Search the listing below for the string "CancellationKind", then copy every line it appears in.

· · · ·

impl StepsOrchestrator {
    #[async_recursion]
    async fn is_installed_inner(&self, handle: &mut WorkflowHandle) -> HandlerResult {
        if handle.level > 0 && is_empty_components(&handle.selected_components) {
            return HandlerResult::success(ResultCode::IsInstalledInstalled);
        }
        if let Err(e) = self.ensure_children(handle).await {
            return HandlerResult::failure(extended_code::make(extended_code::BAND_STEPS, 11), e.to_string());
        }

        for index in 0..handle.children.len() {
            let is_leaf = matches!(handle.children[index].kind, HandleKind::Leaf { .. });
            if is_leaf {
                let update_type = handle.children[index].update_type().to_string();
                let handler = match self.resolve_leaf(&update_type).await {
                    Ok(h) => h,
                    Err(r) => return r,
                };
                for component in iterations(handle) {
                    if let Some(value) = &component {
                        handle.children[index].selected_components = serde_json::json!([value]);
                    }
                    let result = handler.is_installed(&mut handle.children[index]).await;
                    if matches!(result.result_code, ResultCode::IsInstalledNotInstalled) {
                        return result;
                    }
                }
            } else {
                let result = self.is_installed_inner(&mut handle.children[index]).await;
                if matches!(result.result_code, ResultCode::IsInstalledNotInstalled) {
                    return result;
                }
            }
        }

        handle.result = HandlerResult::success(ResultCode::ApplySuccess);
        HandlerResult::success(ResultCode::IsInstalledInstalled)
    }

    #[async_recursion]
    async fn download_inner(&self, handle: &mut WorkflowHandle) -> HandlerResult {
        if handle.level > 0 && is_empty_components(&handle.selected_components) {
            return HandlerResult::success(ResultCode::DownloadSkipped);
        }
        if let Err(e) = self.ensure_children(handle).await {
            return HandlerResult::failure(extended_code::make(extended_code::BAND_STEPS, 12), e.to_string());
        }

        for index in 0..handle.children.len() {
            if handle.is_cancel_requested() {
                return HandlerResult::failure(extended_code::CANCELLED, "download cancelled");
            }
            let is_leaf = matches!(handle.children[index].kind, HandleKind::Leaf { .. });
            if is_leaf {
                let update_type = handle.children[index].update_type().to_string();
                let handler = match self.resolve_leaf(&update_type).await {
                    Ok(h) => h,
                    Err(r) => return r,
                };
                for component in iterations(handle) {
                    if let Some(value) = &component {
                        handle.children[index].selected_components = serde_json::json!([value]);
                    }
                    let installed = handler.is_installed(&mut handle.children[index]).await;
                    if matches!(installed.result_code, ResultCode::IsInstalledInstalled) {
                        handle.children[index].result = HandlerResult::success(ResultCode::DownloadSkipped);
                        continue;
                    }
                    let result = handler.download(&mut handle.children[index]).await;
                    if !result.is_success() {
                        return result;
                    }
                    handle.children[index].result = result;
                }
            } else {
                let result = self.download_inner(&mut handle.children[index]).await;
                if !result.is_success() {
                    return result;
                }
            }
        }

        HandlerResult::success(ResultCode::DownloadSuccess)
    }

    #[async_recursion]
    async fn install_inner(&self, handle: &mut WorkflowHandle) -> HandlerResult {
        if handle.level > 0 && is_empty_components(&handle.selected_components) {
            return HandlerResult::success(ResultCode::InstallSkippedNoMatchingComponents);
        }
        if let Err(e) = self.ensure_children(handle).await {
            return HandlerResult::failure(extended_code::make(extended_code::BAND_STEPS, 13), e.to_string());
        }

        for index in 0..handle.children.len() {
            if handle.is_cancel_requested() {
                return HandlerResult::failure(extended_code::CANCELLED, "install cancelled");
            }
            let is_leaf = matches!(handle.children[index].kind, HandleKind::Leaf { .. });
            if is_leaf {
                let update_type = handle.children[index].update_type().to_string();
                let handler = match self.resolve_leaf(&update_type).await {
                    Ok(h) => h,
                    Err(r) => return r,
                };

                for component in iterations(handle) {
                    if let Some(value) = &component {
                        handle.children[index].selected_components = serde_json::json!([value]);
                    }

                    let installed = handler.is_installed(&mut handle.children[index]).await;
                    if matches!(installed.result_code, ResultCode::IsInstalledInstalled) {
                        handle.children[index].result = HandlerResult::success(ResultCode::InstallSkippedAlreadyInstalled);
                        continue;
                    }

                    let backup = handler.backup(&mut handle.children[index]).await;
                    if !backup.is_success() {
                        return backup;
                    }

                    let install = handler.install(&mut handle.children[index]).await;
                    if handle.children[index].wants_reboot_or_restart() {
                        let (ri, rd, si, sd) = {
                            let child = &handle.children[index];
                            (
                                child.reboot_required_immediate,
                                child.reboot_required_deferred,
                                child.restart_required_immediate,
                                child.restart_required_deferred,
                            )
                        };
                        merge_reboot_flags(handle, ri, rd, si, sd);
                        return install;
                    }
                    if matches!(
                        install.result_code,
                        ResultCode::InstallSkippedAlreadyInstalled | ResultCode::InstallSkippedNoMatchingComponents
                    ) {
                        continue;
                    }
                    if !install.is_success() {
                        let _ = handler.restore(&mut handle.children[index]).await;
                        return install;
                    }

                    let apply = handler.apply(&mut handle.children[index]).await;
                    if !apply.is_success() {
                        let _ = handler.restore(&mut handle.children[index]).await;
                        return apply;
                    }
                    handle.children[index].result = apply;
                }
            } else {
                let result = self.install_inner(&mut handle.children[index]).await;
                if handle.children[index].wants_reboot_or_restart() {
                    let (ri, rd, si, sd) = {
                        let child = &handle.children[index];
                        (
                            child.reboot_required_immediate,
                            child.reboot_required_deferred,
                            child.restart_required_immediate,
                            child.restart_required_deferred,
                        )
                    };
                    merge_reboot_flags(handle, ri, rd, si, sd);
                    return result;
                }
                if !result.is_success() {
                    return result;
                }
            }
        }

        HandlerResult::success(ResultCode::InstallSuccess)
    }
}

· · · ·

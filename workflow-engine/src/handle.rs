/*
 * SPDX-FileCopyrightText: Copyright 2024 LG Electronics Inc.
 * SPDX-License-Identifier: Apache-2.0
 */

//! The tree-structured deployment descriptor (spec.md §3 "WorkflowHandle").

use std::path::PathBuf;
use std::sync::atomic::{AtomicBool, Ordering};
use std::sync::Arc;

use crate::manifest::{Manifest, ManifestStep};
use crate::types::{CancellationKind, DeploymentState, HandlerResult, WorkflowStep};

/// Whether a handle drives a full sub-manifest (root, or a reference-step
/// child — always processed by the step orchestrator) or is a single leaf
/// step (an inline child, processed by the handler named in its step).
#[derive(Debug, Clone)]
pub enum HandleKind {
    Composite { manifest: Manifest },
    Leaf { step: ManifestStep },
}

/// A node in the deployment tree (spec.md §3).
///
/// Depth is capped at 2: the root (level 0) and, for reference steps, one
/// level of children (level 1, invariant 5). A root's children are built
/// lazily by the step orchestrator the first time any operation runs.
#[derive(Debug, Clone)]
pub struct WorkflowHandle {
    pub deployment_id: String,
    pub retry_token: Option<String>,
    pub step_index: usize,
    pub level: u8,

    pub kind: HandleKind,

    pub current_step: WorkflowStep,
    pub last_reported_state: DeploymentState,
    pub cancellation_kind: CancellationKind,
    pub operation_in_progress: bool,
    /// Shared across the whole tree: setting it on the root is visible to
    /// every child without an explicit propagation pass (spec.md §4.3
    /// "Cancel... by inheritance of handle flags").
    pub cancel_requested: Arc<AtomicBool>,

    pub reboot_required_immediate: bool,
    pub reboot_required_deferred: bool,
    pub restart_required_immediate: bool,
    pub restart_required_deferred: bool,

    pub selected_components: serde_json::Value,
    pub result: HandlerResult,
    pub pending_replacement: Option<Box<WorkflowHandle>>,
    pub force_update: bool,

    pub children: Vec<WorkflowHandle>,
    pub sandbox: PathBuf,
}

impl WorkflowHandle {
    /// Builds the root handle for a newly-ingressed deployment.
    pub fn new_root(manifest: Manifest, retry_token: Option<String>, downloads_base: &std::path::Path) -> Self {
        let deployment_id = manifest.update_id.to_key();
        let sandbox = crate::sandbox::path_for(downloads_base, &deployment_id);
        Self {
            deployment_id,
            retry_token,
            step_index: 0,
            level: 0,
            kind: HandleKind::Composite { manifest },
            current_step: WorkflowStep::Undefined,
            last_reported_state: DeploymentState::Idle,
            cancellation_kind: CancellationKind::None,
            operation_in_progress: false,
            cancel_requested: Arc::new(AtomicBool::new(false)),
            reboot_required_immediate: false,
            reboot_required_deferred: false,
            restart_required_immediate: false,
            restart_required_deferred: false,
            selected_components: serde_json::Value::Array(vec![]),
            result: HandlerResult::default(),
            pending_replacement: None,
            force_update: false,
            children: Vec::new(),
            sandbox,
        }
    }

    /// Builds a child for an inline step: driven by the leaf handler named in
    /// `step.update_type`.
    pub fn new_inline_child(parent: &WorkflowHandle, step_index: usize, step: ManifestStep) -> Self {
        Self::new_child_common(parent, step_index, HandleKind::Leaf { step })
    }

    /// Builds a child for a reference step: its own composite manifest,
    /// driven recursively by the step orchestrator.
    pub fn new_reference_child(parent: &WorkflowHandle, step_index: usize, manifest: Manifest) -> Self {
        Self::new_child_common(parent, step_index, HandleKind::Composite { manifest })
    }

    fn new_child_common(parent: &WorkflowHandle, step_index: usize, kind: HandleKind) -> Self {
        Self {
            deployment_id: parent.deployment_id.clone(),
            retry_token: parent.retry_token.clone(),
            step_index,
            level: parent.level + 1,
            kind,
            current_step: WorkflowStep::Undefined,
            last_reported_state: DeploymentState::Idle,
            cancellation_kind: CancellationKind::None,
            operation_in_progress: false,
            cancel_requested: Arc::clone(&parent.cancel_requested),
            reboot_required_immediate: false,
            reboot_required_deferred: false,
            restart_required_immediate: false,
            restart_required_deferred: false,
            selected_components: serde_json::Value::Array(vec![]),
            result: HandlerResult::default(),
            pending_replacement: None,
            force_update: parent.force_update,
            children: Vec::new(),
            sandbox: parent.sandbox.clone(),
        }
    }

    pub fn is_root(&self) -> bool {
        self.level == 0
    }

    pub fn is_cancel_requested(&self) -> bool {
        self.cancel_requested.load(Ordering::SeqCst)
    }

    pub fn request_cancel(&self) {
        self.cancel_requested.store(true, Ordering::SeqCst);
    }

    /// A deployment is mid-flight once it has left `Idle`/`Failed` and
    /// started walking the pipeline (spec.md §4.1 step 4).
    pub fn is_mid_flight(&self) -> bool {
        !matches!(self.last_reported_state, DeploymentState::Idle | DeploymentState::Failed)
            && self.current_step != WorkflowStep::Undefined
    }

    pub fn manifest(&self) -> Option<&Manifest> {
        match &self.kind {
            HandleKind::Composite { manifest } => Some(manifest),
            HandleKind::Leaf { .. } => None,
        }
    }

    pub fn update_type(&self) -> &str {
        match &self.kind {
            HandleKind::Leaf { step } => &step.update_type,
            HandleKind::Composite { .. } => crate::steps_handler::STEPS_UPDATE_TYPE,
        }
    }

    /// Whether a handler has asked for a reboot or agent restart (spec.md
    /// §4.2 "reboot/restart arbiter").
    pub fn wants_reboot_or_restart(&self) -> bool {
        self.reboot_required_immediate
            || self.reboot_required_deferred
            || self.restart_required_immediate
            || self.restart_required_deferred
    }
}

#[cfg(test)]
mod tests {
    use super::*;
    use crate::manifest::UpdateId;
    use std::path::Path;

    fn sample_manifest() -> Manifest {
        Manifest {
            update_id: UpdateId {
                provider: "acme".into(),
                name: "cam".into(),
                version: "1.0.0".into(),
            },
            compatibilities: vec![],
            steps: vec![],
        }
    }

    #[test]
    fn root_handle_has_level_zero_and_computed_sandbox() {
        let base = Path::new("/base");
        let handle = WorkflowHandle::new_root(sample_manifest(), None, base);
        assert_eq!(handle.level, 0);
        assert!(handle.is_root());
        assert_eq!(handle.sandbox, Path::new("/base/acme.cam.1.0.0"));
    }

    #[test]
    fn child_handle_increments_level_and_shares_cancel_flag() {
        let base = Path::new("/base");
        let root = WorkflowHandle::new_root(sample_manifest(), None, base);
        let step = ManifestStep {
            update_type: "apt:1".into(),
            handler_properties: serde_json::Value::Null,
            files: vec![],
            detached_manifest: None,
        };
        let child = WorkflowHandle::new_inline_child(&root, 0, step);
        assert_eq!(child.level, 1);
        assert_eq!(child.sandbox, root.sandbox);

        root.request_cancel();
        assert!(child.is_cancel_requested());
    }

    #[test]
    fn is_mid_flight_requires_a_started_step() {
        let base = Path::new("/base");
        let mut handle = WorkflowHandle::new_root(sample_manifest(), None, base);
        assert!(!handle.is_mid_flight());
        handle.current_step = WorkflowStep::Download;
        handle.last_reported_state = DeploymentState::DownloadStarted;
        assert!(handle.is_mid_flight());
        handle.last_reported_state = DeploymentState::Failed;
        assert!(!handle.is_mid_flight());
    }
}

· · · ·

- **SOLUTION TO THE PROBLEM**
use crate::types::{CancellationKind, DeploymentState, HandlerResult, WorkflowStep};
    pub cancellation_kind: CancellationKind,
            cancellation_kind: CancellationKind::None,
            cancellation_kind: CancellationKind::None,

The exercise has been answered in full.